Origin of “Trickle Down Theory”

The theory got its name from the comedian Will Rogers, who was critiquing President Herbert Hoover’s economic stimulus proposals:

The money was all appropriated for the top in the hope that it would trickle down to the needy. Mr. Hoover didn’t know that money trickled up. Give it to the people at the bottom and the people at the top will have it before night, anyhow. But it will at least have passed through the poor fellow’s hands.

A few years later, when Hoover had been voted out of office, President Franklin Roosevelt’s speechwriter kept on talking about trickle down theory:

The philosophy that had prevailed in Washington since 1921, that the object of government was to provide prosperity for those who lived and worked at the top of the economic pyramid, in the belief that prosperity would trickle down to the bottom of the heap and benefit all.

Today, trickle down theory is closely associated with President Ronald Reagan, who vehemently opposed the Great Society. Reagan’s economic advisor, Arthur Laffer, called for strategic tax cuts to boost the federal government’s revenue. The federal government did, in fact, increase its tax revenue after it cut tax rates for the highest income brackets. However, there was no proof that this benefited lower-income Americans, as the trickle down theory suggests.

A 2015 report commissioned by the International Monetary Fund argued that in fact, the trickle down theory does not work the way its supporters hope:

Our analysis suggests that the income distribution itself matters for growth as well. Specifically, if the income share of the top 20 percent (the rich) increases, then GDP growth actually declines over the medium term, suggesting that the benefits do not trickle down. In contrast, an increase in the income share of the bottom 20 percent (the poor) is associated with higher GDP growth. The poor and the middle class matter the most for growth via a number of interrelated economic, social, and political channels.

However, some pundits argue that today’s economy relies on a different kind of trickle down theory. The stock market is central to the global economy, but its ups and downs are controlled by a relatively small group of people. When the federal government creates conditions favorable to investing, they are carrying out their own kind of stimulus project.

That’s the argument that Jeff Cox made, in a 2014 piece titled “Barack Obama: the new trickle-down president?” Cox noted that

Most of the market—about 90 percent by a recent count—is controlled by 20 percent of the people.

That top-tier group has been helped immensely by a president who has given at least tacit approval to monetary policy in which the Federal Reserve has kept interest rates anchored near zero for nearly six years and has inflated its balance sheet past $4 trillion in an effort to pump money into risk assets, and by extension the broader economy.

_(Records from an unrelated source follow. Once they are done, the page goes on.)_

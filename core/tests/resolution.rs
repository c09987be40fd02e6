//! Integration tests for time-to-resolution against SLA goals.

use chrono::{NaiveDate, NaiveDateTime};
use insight_core::{
    config::MetricsConfig,
    normalizer::service_category,
    record::{OrderStatus, ServiceOrder},
    resolution_subsystem::{resolution_hours, resolution_report},
};

fn at(d: u32, h: u32, min: u32) -> NaiveDateTime {
    NaiveDate::from_ymd_opt(2024, 3, d).unwrap().and_hms_opt(h, min, 0).unwrap()
}

fn order(id: &str, tech: &str, subtype: &str, created: NaiveDateTime, completed: Option<NaiveDateTime>) -> ServiceOrder {
    ServiceOrder {
        order_id: id.into(),
        client_code: "C1".into(),
        technician: tech.into(),
        city: "Goiânia".into(),
        service_type: subtype.into(),
        package: String::new(),
        status: OrderStatus::Finalizada,
        created_at: created,
        completed_at: completed,
        category: service_category(subtype),
    }
}

#[test]
fn hours_are_measured_to_the_minute() {
    let o = order("OS1", "CARLOS", "Corretiva", at(1, 8, 0), Some(at(2, 8, 30)));
    assert_eq!(resolution_hours(&o), Some(24.5));
}

#[test]
fn unfinished_orders_are_not_measured() {
    let mut o = order("OS1", "CARLOS", "Corretiva", at(1, 8, 0), Some(at(2, 8, 0)));
    o.status = OrderStatus::EmAndamento;
    assert_eq!(resolution_hours(&o), None);

    let no_completion = order("OS2", "CARLOS", "Corretiva", at(1, 8, 0), None);
    assert_eq!(resolution_hours(&no_completion), None);
}

#[test]
fn goals_are_per_service_type() {
    let goals = MetricsConfig::default_test().sla;
    let orders = vec![
        order("OS1", "CARLOS", "Corretiva BL", at(1, 8, 0), Some(at(2, 4, 0))),
        order("OS2", "DIEGO", "Corretiva BL", at(1, 8, 0), Some(at(2, 14, 0))),
        order("OS3", "CARLOS", "Corretiva", at(1, 8, 0), Some(at(2, 14, 0))),
        order("OS4", "DIEGO", "Instalação", at(1, 8, 0), Some(at(3, 10, 0))),
    ];
    let report = resolution_report(&orders, &goals);

    let bl = report.by_service_type.iter().find(|r| r.key == "Corretiva BL").unwrap();
    assert_eq!(bl.orders, 2);
    assert_eq!(bl.goal_hours, Some(24.0));
    assert_eq!(bl.within_goal, 1);
    assert_eq!(bl.within_goal_pct, 50.0);
    assert_eq!(bl.avg_hours, 25.0);

    let tv = report.by_service_type.iter().find(|r| r.key == "Corretiva").unwrap();
    assert_eq!(tv.goal_hours, Some(48.0));
    assert_eq!(tv.within_goal, 1);

    let install = report.by_service_type.iter().find(|r| r.key == "Instalação").unwrap();
    assert_eq!(install.goal_hours, Some(48.0));
    assert_eq!(install.within_goal, 0);

    let carlos = report.by_technician.iter().find(|r| r.key == "CARLOS").unwrap();
    assert_eq!(carlos.goal_hours, None);
    assert_eq!(carlos.within_goal_pct, 100.0);

    assert_eq!(report.measured_orders, 4);
    assert_eq!(report.within_goal, 2);
    assert_eq!(report.within_goal_pct, 50.0);
}

#[test]
fn negative_spans_are_reported_and_excluded() {
    let goals = MetricsConfig::default_test().sla;
    let orders = vec![
        order("OS1", "CARLOS", "Corretiva", at(2, 8, 0), Some(at(2, 20, 0))),
        order("OS2", "CARLOS", "Corretiva", at(5, 8, 0), Some(at(4, 8, 0))),
    ];
    let report = resolution_report(&orders, &goals);

    assert_eq!(report.invalid_spans, vec!["OS2".to_string()]);
    assert_eq!(report.measured_orders, 1);
    assert_eq!(report.avg_hours, 12.0);
}

#[test]
fn no_orders_gives_zeroes() {
    let goals = MetricsConfig::default_test().sla;
    let report = resolution_report(&[], &goals);
    assert_eq!(report.measured_orders, 0);
    assert_eq!(report.avg_hours, 0.0);
    assert_eq!(report.within_goal_pct, 0.0);
    assert!(report.by_service_type.is_empty());
}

Use of “Trickle Down Theory” in a sentence

  • The trickle-down theory in economics posits that tax breaks and financial benefits for corporations and the wealthy will ultimately lead to job creation and wealth distribution to lower-income individuals.
  • Proponents of the trickle-down theory argue that when the government incentivizes the wealthy through tax cuts, they invest more in businesses, spurring economic growth that benefits all layers of society.
  • Critics of the trickle-down theory contend that it often fails to deliver its promised benefits to the working class, leading to increased income inequality and a concentration of wealth at the top.